The new condo is almost all that is on my mind this week, with the occasional distraction provided byTinyTowerson the IPad (damn addictive).
And of course, there has to be an article about property investment timing in the papers this morning, the one day in the entire week that I read the newspapers.
I don’t know if I have made this purchase at the right time, but going through the factors again and again in my mind, I don’t think I have made any major boo-boos.
My motivation to buy came from the large amounts of cash I was holding and the dismal return rates for cash investments. Throwing the 300K into stocks and bonds seemed risky for current market situations. I figured a reasonably priced property should garner me reasonable returns without the volatility of the equities market.
The condo is located in an up and coming, mostly private residential area, and is an older development sitting on a huge piece of land. I am paying 800 psf for a freehold property where 99-leaseholds in the same neighbourhood have reached 1,200 and even 1,400 psf levels. Of course, part of the reason for the low psf price is also due to fact that I got a huge unit, at almost 1,900 sq ft. But I am reasonably confident that there is potential for reasonable capital gains while the possible downside is still manageable. There is also talk of collective sale potential, but that is a bonus that I am not counting on.
While capital gains are of course highly anticipated, the most important part of the equation is that the mortgage will be serviced by the rental of the HDB flat we are currently staying in. This equates to a return of between 2-3% p.a for my downpayment, which is good enough for me, considering the money was originally sitting in a bank earning a miserable 0.4%. Even if the property does not gain substantially in value, I consider myself to have done alright just considering the gain in equity alone. Miserable returns by some standards probably, but good enough for me. At least I can sleep peacefully at night. Well, mostly, at any rate.
My only worry is increasing interest rates down the road, since I am on a floating rate mortgage. Based on my calculations, a 0.1% increase in interest rates equals a $100 increase on the monthly instalment. The good thing is that I am not on a mortgage lock, so I am free to refinance without penalty at any time. I figure I have at least one to two years before interest rates start rising, by when I would assess again if I need to refinance to a fixed rate.

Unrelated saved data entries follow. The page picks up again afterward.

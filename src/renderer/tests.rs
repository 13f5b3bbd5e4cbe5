// src/renderer/tests.rs

use super::*;
use crate::display::HeadlessDisplay;
use crate::rasterizer::headless_source::HeadlessSource;
use chrono::TimeZone;
use test_log::test;

type TestRenderer = Renderer<HeadlessSource, HeadlessSource>;

fn fonts(height: i32) -> FontSet<HeadlessSource, HeadlessSource> {
    FontSet::new(
        HeadlessSource::new(6, height),
        HeadlessSource::new(6, height).with_wide_advance(12),
    )
}

fn renderer(mode: DisplayMode) -> TestRenderer {
    Renderer::new(
        mode,
        fonts(12),
        fonts(8),
        "AirPlay".to_string(),
        LocationConfig::default(),
    )
}

fn song(volume: Option<&str>) -> NowPlaying {
    NowPlaying {
        artist: "A".to_string(),
        title: "T".to_string(),
        album: None,
        volume: volume.map(str::to_string),
    }
}

/// 12:00 in Beijing.
fn noon() -> DateTime<Utc> {
    Utc.with_ymd_and_hms(2024, 6, 21, 4, 0, 0).unwrap()
}

/// 23:00 in Beijing.
fn night() -> DateTime<Utc> {
    Utc.with_ymd_and_hms(2024, 6, 21, 15, 0, 0).unwrap()
}

#[test]
fn regions_tile_the_panel() {
    for mode in [DisplayMode::Tall, DisplayMode::Compact] {
        let mut next = 0;
        for region in regions(mode) {
            assert_eq!(region.first_bank, next, "{:?}", mode);
            next += region.banks;
        }
        assert_eq!(next, mode.banks(), "{:?}", mode);
    }
}

#[test]
fn tall_frame_matches_direct_render() {
    let mut renderer = renderer(DisplayMode::Tall);
    let writes = renderer.compose(&song(None));
    assert_eq!(writes.len(), 1);
    assert_eq!(writes[0].first_bank, 0);
    assert_eq!(writes[0].bytes.len(), DisplayMode::Tall.frame_len());

    let mut surface = DisplaySurface::new(DISPLAY_WIDTH, 48);
    render_text(&mut surface, "A\nT", &mut fonts(12));
    assert_eq!(writes[0].bytes, pack(&surface));
}

#[test]
fn compact_frame_has_three_regions() {
    let mut renderer = renderer(DisplayMode::Compact);
    let writes = renderer.compose(&song(Some("-15.000000")));
    let layout: Vec<_> = writes.iter().map(|w| (w.first_bank, w.bytes.len())).collect();
    assert_eq!(layout, vec![(0, 168), (2, 84), (3, 84)]);

    // Title only, rows 0-11 of column 0.
    assert_eq!(writes[0].bytes[0], 0xFF);
    assert_eq!(writes[0].bytes[DISPLAY_WIDTH], 0x0F);
    // The artist's second line does not exist in compact mode.
    assert!(writes[0].bytes[6..DISPLAY_WIDTH].iter().all(|&b| b == 0));

    assert_eq!(writes[1].bytes, volume::encode("-15.000000").to_vec());
    // Banner font is 8px tall and fills its bank.
    assert_eq!(writes[2].bytes[0], 0xFF);
}

#[test]
fn missing_volume_draws_muted_bar() {
    let mut renderer = renderer(DisplayMode::Compact);
    let writes = renderer.compose(&song(None));
    assert_eq!(writes[1].bytes, volume::encode(volume::MUTE_KEY).to_vec());
}

#[test]
fn short_region_shows_top_of_tall_line() {
    let mut renderer = Renderer::new(
        DisplayMode::Compact,
        fonts(12),
        fonts(12),
        "X".to_string(),
        LocationConfig::default(),
    );
    let writes = renderer.compose(&song(None));
    assert_eq!(writes[2].bytes.len(), DISPLAY_WIDTH);
    assert_eq!(writes[2].bytes[0], 0xFF);
    assert_eq!(writes[2].bytes[5], 0x00);
}

#[test]
fn show_writes_frame_and_sets_backlight() {
    let mut renderer = renderer(DisplayMode::Tall);
    let mut display = HeadlessDisplay::new();
    display.init(0xBB).unwrap();

    renderer.show(&mut display, &song(None), noon()).unwrap();
    assert!(display.is_backlit());
    let expected = renderer.compose(&song(None));
    assert_eq!(display.frame(6), expected[0].bytes.as_slice());

    renderer.show(&mut display, &song(None), night()).unwrap();
    assert!(!display.is_backlit());
}

#[test]
fn compact_show_lands_in_the_right_banks() {
    let mut renderer = renderer(DisplayMode::Compact);
    let mut display = HeadlessDisplay::new();
    renderer
        .show(&mut display, &song(Some("0.000000")), noon())
        .unwrap();
    let ram = display.frame(4);
    assert_eq!(&ram[2 * DISPLAY_WIDTH..3 * DISPLAY_WIDTH], &volume::encode("0.000000")[..]);
    // Banks 4 and 5 exist in RAM but are left blank.
    assert!(display.ram()[4 * DISPLAY_WIDTH..].iter().all(|&b| b == 0));
}

#[test]
fn broken_location_keeps_backlight_on() {
    let mut renderer = Renderer::new(
        DisplayMode::Tall,
        fonts(12),
        fonts(8),
        "AirPlay".to_string(),
        LocationConfig {
            latitude: 123.0,
            ..LocationConfig::default()
        },
    );
    assert!(renderer.backlight_for(night()));
    let mut display = HeadlessDisplay::new();
    renderer.show(&mut display, &song(None), night()).unwrap();
    assert!(display.is_backlit());
}

#[test]
fn each_show_replaces_the_previous_frame() {
    let mut renderer = renderer(DisplayMode::Tall);
    let mut display = HeadlessDisplay::new();
    let long = NowPlaying {
        artist: "Long artist name".to_string(),
        title: "Long title".to_string(),
        album: None,
        volume: None,
    };
    renderer.show(&mut display, &long, noon()).unwrap();
    renderer.show(&mut display, &song(None), noon()).unwrap();
    assert_eq!(display.frame(6), renderer.compose(&song(None))[0].bytes.as_slice());
}

#[test]
fn splash_shows_banner() {
    let mut renderer = renderer(DisplayMode::Tall);
    let mut display = HeadlessDisplay::new();
    renderer.show_splash(&mut display, noon()).unwrap();
    // "AirPlay" is seven 6px cells on the first line.
    assert!(display.pixel(0, 0));
    assert!(display.pixel(40, 11));
    assert!(!display.pixel(42, 0));
    assert!(!display.pixel(0, 13));
}

#[test]
fn write_failure_is_reported() {
    let mut renderer = renderer(DisplayMode::Tall);
    let mut display = HeadlessDisplay::new();
    display.fail_writes(true);
    assert!(renderer.show(&mut display, &song(None), noon()).is_err());
}
//! Per-character font dispatch and glyph caching.
//!
//! The `FontSet` owns the two backends and decides, per character, which one
//! measures and draws it:
//! - printable ASCII (letters, digits, punctuation, ASCII whitespace) → narrow
//! - everything else → wide (CJK-capable)
//!
//! Rasterized masks are cached for the life of the set, including negative
//! results for characters the chosen font cannot draw.

use crate::rasterizer::glyph_source::{GlyphMask, GlyphMetrics, GlyphSource};
use log::*;
use std::collections::HashMap;
use std::rc::Rc;

/// Which backend a character is routed to.
#[derive(Debug, Clone, Copy, PartialEq, Eq, Hash)]
pub enum FontClass {
    /// Monospace Latin font.
    Narrow,
    /// CJK-capable font.
    Wide,
}

/// Classifies `ch` by membership in the printable-ASCII repertoire.
pub fn classify(ch: char) -> FontClass {
    if ch.is_ascii_graphic() || matches!(ch, ' ' | '\t' | '\n' | '\r' | '\x0b' | '\x0c') {
        FontClass::Narrow
    } else {
        FontClass::Wide
    }
}

/// Narrow and wide glyph sources plus a shared mask cache.
pub struct FontSet<N: GlyphSource, W: GlyphSource> {
    narrow: N,
    wide: W,
    /// (class, char) → mask, `None` when the font lacks the glyph.
    glyph_cache: HashMap<(FontClass, char), Option<Rc<GlyphMask>>>,
}

impl<N: GlyphSource, W: GlyphSource> FontSet<N, W> {
    pub fn new(narrow: N, wide: W) -> Self {
        info!(
            "FontSet: narrow='{}' (line {}px), wide='{}' (line {}px)",
            narrow.name(),
            narrow.line_height(),
            wide.name(),
            wide.line_height()
        );
        Self {
            narrow,
            wide,
            glyph_cache: HashMap::new(),
        }
    }

    /// Line height shared by both fonts, so mixed lines stack evenly.
    pub fn line_height(&self) -> i32 {
        self.narrow.line_height().max(self.wide.line_height())
    }

    /// Get the mask for `ch` from the backend its class selects.
    ///
    /// # Returns
    /// Some(mask) if the backend can draw `ch`, None if the cell must stay blank
    pub fn glyph(&mut self, ch: char) -> Option<Rc<GlyphMask>> {
        let class = classify(ch);
        if let Some(cached) = self.glyph_cache.get(&(class, ch)) {
            trace!("FontSet: Cache hit for '{}' (U+{:X})", ch, ch as u32);
            return cached.clone();
        }

        let mask = match class {
            FontClass::Narrow => self.narrow.rasterize(ch),
            FontClass::Wide => self.wide.rasterize(ch),
        }
        .map(Rc::new);

        if mask.is_none() {
            warn!(
                "FontSet: No {:?} glyph for '{}' (U+{:X}), leaving cell blank",
                class, ch, ch as u32
            );
        }
        self.glyph_cache.insert((class, ch), mask.clone());
        mask
    }

    /// Number of cached entries (hits and misses).
    pub fn cached_glyphs(&self) -> usize {
        self.glyph_cache.len()
    }
}

impl<N: GlyphSource, W: GlyphSource> GlyphMetrics for FontSet<N, W> {
    fn advance_width(&self, ch: char) -> i32 {
        match classify(ch) {
            FontClass::Narrow => self.narrow.advance_width(ch),
            FontClass::Wide => self.wide.advance_width(ch),
        }
    }

    fn kerning(&self, prev: char, ch: char) -> i32 {
        // Pairs that straddle the two fonts have no kerning data.
        match (classify(prev), classify(ch)) {
            (FontClass::Narrow, FontClass::Narrow) => self.narrow.kerning(prev, ch),
            (FontClass::Wide, FontClass::Wide) => self.wide.kerning(prev, ch),
            _ => 0,
        }
    }
}
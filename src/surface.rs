// src/surface.rs

//! Defines the `DisplaySurface` canvas and the fixed panel geometries.
//!
//! A `DisplaySurface` is a row-major grid of pixel intensities owned by one render
//! call. Every write is clamped so a cell only ever holds `0` or `1`, which is the
//! only distinction the display controller can show.

use serde::{Deserialize, Serialize};

/// Width of the panel in pixels. Both supported modes share it.
pub const DISPLAY_WIDTH: usize = 84;

/// Number of pixel rows addressed by one packed byte.
pub const BANK_HEIGHT: usize = 8;

/// Intensity written for lit pixels.
pub const FOREGROUND: u8 = 1;

/// Intensity of unlit pixels (the canvas default).
pub const BACKGROUND: u8 = 0;

/// The two panel geometries the renderer knows how to fill.
#[derive(Debug, Clone, Copy, PartialEq, Eq, Serialize, Deserialize, Default)]
#[serde(rename_all = "snake_case")]
pub enum DisplayMode {
    /// 84×48, six banks. Song metadata only.
    #[default]
    Tall,
    /// 84×32, four banks. Metadata line, volume bar and banner.
    Compact,
}

impl DisplayMode {
    /// Panel height in pixels.
    pub const fn height(self) -> usize {
        match self {
            DisplayMode::Tall => 48,
            DisplayMode::Compact => 32,
        }
    }

    /// Number of 8-row banks on the panel.
    pub const fn banks(self) -> usize {
        self.height() / BANK_HEIGHT
    }

    /// Size of a full-panel packed frame in bytes.
    pub const fn frame_len(self) -> usize {
        DISPLAY_WIDTH * self.banks()
    }
}

/// In-memory canvas that glyphs are painted onto before packing.
#[derive(Debug, Clone, PartialEq, Eq)]
pub struct DisplaySurface {
    width: usize,
    height: usize,
    cells: Vec<u8>,
}

impl DisplaySurface {
    /// Creates a blank surface. `height` is rounded up to a whole bank so the
    /// packer never reads past the end of the buffer.
    pub fn new(width: usize, height: usize) -> Self {
        let height = height.div_ceil(BANK_HEIGHT) * BANK_HEIGHT;
        Self {
            width,
            height,
            cells: vec![BACKGROUND; width * height],
        }
    }

    /// Creates a blank surface covering `banks` banks of the full panel width.
    pub fn for_banks(banks: usize) -> Self {
        Self::new(DISPLAY_WIDTH, banks * BANK_HEIGHT)
    }

    pub fn width(&self) -> usize {
        self.width
    }

    pub fn height(&self) -> usize {
        self.height
    }

    /// Number of 8-row banks covered by this surface.
    pub fn banks(&self) -> usize {
        self.height / BANK_HEIGHT
    }

    /// Reads a pixel. Out-of-bounds coordinates read as background.
    pub fn get(&self, x: usize, y: usize) -> u8 {
        if x >= self.width || y >= self.height {
            return BACKGROUND;
        }
        self.cells[y * self.width + x]
    }

    /// Writes a pixel, clamping the intensity to `{0, 1}`.
    ///
    /// Returns `false` when the coordinate is outside the surface (the write is
    /// dropped, matching how glyph edges are clipped at the panel border).
    pub fn set(&mut self, x: i32, y: i32, value: u8) -> bool {
        if x < 0 || y < 0 {
            return false;
        }
        let (x, y) = (x as usize, y as usize);
        if x >= self.width || y >= self.height {
            return false;
        }
        self.cells[y * self.width + x] = value.min(FOREGROUND);
        true
    }

    /// Fills every cell with `value` (clamped).
    pub fn fill(&mut self, value: u8) {
        self.cells.fill(value.min(FOREGROUND));
    }

    /// Overwrites the raw cell buffer without clamping, so tests can feed the
    /// packer multi-level images.
    #[cfg(test)]
    pub fn load_raw(&mut self, cells: &[u8]) {
        let len = self.cells.len().min(cells.len());
        self.cells[..len].copy_from_slice(&cells[..len]);
    }

    /// Row-major view of the cells.
    pub fn cells(&self) -> &[u8] {
        &self.cells
    }

    #[cfg(test)]
    pub fn lit_count(&self) -> usize {
        self.cells.iter().filter(|&&c| c != BACKGROUND).count()
    }
}

#[cfg(test)]
mod tests {
    use super::*;

    #[test]
    fn mode_geometry() {
        assert_eq!(DisplayMode::Tall.banks(), 6);
        assert_eq!(DisplayMode::Compact.banks(), 4);
        assert_eq!(DisplayMode::Tall.frame_len(), 504);
        assert_eq!(DisplayMode::Compact.frame_len(), 336);
    }

    #[test]
    fn writes_are_clamped() {
        let mut surface = DisplaySurface::new(DISPLAY_WIDTH, 48);
        assert!(surface.set(3, 4, 255));
        assert_eq!(surface.get(3, 4), 1);
        surface.fill(200);
        assert!(surface.cells().iter().all(|&c| c == 1));
    }

    #[test]
    fn out_of_bounds_writes_are_dropped() {
        let mut surface = DisplaySurface::new(DISPLAY_WIDTH, 48);
        assert!(!surface.set(-1, 0, 1));
        assert!(!surface.set(0, -1, 1));
        assert!(!surface.set(84, 0, 1));
        assert!(!surface.set(0, 48, 1));
        assert_eq!(surface.lit_count(), 0);
        assert_eq!(surface.get(100, 100), BACKGROUND);
    }

    #[test]
    fn height_rounds_up_to_bank() {
        let surface = DisplaySurface::new(DISPLAY_WIDTH, 12);
        assert_eq!(surface.height(), 16);
        assert_eq!(surface.banks(), 2);
    }
}
// In src/main.rs

// Declare modules
pub mod config;
pub mod daylight;
pub mod display;
pub mod ingest;
pub mod metadata;
pub mod orchestrator;
pub mod packer;
pub mod rasterizer;
pub mod renderer;
pub mod surface;
pub mod volume;

use crate::{
    config::{Config, DisplayConfig},
    display::DisplaySink,
    orchestrator::AppOrchestrator,
    rasterizer::{font_set::FontSet, truetype_source::TrueTypeSource},
    renderer::Renderer,
};

use anyhow::Context;
use log::{info, warn};
use std::time::Duration;

/// Main entry point for the `nowplaying-lcd` service.
fn main() -> anyhow::Result<()> {
    // Initialize the logger. Default filter is "info" if RUST_LOG is not set.
    env_logger::Builder::from_env(env_logger::Env::default().default_filter_or("info"))
        .format_timestamp_micros()
        .init();

    info!("Starting nowplaying-lcd...");

    // --- Configuration ---
    let config = Config::load()?;

    if config.startup_delay_secs > 0 {
        info!("Waiting {}s before starting", config.startup_delay_secs);
        std::thread::sleep(Duration::from_secs(config.startup_delay_secs));
    }

    // --- Fonts ---
    let narrow = TrueTypeSource::load(&config.fonts.narrow_path, config.fonts.size_px)
        .context("Failed to load narrow (Latin) font")?;
    let wide = TrueTypeSource::load(&config.fonts.wide_path, config.fonts.size_px)
        .context("Failed to load wide (CJK) font")?;
    let banner_fonts = FontSet::new(
        narrow.resized(config.fonts.banner_size_px),
        wide.resized(config.fonts.banner_size_px),
    );
    let mut renderer = Renderer::new(
        config.display.mode,
        FontSet::new(narrow, wide),
        banner_fonts,
        config.banner.clone(),
        config.location.clone(),
    );
    info!("Renderer initialized for {:?} mode", renderer.mode());

    // --- Display ---
    let mut sink = open_display(&config.display)?;
    sink.init(config.display.contrast)
        .context("Failed to initialize display")?;
    info!("Display initialized (contrast 0x{:02X})", config.display.contrast);

    // --- Metadata pipe ---
    ingest::ensure_fifo(&config.ingest.pipe_path)?;

    let mut app = AppOrchestrator::new(&mut renderer, sink.as_mut(), &config.ingest);
    app.splash();

    let mut reader = ingest::open_pipe(&config.ingest.pipe_path)?;
    let summary = app.run(&mut reader)?;
    if summary.display_failures > 0 {
        warn!("{} records could not be written to the display", summary.display_failures);
    }

    info!("nowplaying-lcd exited successfully.");
    Ok(())
}

/// PCD8544 on the Raspberry Pi SPI bus and sysfs GPIO.
#[cfg(feature = "rpi")]
fn open_display(config: &DisplayConfig) -> anyhow::Result<Box<dyn DisplaySink>> {
    use linux_embedded_hal::spidev::{SpiModeFlags, SpidevOptions};
    use linux_embedded_hal::sysfs_gpio::Direction;
    use linux_embedded_hal::{Delay, SpidevDevice, SysfsPin};

    /// The controller tops out at 4 MHz.
    const SPI_SPEED_HZ: u32 = 4_000_000;

    let mut spi = SpidevDevice::open(&config.spi_device).map_err(|e| {
        anyhow::anyhow!("Failed to open '{}': {:?}", config.spi_device.display(), e)
    })?;
    spi.0
        .configure(
            &SpidevOptions::new()
                .bits_per_word(8)
                .max_speed_hz(SPI_SPEED_HZ)
                .mode(SpiModeFlags::SPI_MODE_0)
                .build(),
        )
        .context("Failed to configure SPI")?;

    let output_pin = |number: u64| -> anyhow::Result<SysfsPin> {
        let pin = SysfsPin::new(number);
        pin.export()
            .with_context(|| format!("Failed to export GPIO {}", number))?;
        pin.set_direction(Direction::Out)
            .with_context(|| format!("Failed to set GPIO {} as output", number))?;
        Ok(pin)
    };

    info!(
        "Opening PCD8544 on {} (DC {}, RST {}, BL {})",
        config.spi_device.display(),
        config.dc_pin,
        config.rst_pin,
        config.backlight_pin
    );
    Ok(Box::new(display::Pcd8544::new(
        spi,
        output_pin(config.dc_pin)?,
        output_pin(config.rst_pin)?,
        output_pin(config.backlight_pin)?,
        Delay,
    )))
}

/// Terminal preview when built without hardware support.
#[cfg(not(feature = "rpi"))]
fn open_display(config: &DisplayConfig) -> anyhow::Result<Box<dyn DisplaySink>> {
    info!("Built without the `rpi` feature, previewing on stdout");
    Ok(Box::new(display::ConsoleDisplay::new(
        std::io::stdout(),
        config.mode.banks(),
    )))
}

My only regret? Not going for the SOR based mortgage initially, as it was more volatile compared to SIBOR. But it has been proven again the old adage that greater gains coming with greater risk. SOR rates dived to historical lows thanks to good ol’America; my colleague who had a SOR based mortgage is laughing all the way to the bank, literally. I can’t even try to refinance now, because most banks have withdrawn the SOR based packages already. Sigh!